Complaints, comments, criticisms and compliments can be sent to:

[email protected]

Guilbeault’s Guilt.

September 1, 2023August 31, 2023 by Peter Lowry

If, by some miracle, the twinning of the Trans Mountain pipeline is completed this year, where will the tar sands bitumen come from to fill that greedy sucker? On one hand, federal environment minister Steven Guilbeault ignores the need to recover at least a portion of the $30 billion cost of the twinned, high-pressure line and on the other hand, he is threatening tar sands companies, such as Suncor, with a cap on greenhouse gas emissions in the oil and gas sector.
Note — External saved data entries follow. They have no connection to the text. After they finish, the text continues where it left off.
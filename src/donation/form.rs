//! The form fields shared by the create and edit donation pages.

use maud::{Markup, html};
use time::Date;

use crate::html::{FORM_LABEL_STYLE, FORM_TEXT_INPUT_STYLE};

use super::domain::{Donation, DonationForm};

/// The values to pre-fill the donation form with.
///
/// Empty for the create page; the draft's values for the edit page; the
/// user's rejected input when re-rendering after a validation failure.
#[derive(Debug, Default, Clone)]
pub(crate) struct DonationFormValues {
    pub donor_name: String,
    pub donation_type: String,
    pub amount: Option<f64>,
    pub date: Option<Date>,
}

impl From<&Donation> for DonationFormValues {
    fn from(donation: &Donation) -> Self {
        Self {
            donor_name: donation.donor_name.to_string(),
            donation_type: donation.donation_type.to_string(),
            amount: Some(donation.amount),
            date: Some(donation.date),
        }
    }
}

impl From<&DonationForm> for DonationFormValues {
    fn from(form: &DonationForm) -> Self {
        Self {
            donor_name: form.donor_name.clone(),
            donation_type: form.donation_type.clone(),
            amount: Some(form.amount),
            date: Some(form.date),
        }
    }
}

pub(crate) fn donation_form_fields(values: &DonationFormValues) -> Markup {
    let amount_str = values.amount.map(|amount| format!("{amount:.2}"));
    let date_str = values.date.map(|date| date.to_string());

    html! {
        div
        {
            label
                for="donor_name"
                class=(FORM_LABEL_STYLE)
            {
                "Donor's Name"
            }

            input
                id="donor_name"
                type="text"
                name="donor_name"
                placeholder="Donor's Name"
                value=(values.donor_name)
                required
                class=(FORM_TEXT_INPUT_STYLE);
        }

        div
        {
            label
                for="donation_type"
                class=(FORM_LABEL_STYLE)
            {
                "Type of Donation"
            }

            input
                id="donation_type"
                type="text"
                name="donation_type"
                placeholder="e.g. money, food, clothing"
                value=(values.donation_type)
                required
                class=(FORM_TEXT_INPUT_STYLE);
        }

        div
        {
            label
                for="amount"
                class=(FORM_LABEL_STYLE)
            {
                "Amount Donated"
            }

            input
                id="amount"
                type="number"
                name="amount"
                step="0.01"
                min="0"
                placeholder="0.00"
                value=[amount_str.as_deref()]
                required
                class=(FORM_TEXT_INPUT_STYLE);
        }

        div
        {
            label
                for="date"
                class=(FORM_LABEL_STYLE)
            {
                "Date of Donation"
            }

            input
                id="date"
                type="date"
                name="date"
                value=[date_str.as_deref()]
                required
                class=(FORM_TEXT_INPUT_STYLE);
        }
    }
}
Mr. Guilbeault wants it both ways! Not, that we really expect the twinned Trans Mountain pipeline to be ready to boogie that early. One would be hopeful that there is a lot of testing to be done before anyone would want to try to force three times the bitumen through the new and high-pressure version of the 70-year-old pipeline.

And besides, the pipeline people have already worn a path to the Canada Energy Regulator’s office complaining about the non-co-operative British Columbian tribes resisting change in their agreements. It is something like the housewife who has been promised a new sky-blue kitchen and the contractor trying to get her to accept a shocking pink kitchen instead.

Guilbeault threatened the tar sands industry with a cap on emissions after the Suncor chief executive officer, Rich Kruger, said the company was disengaging from non renewable resources in favour of short-term tar sands profit. That was akin to sticking the minister in the eye with a sharp stick.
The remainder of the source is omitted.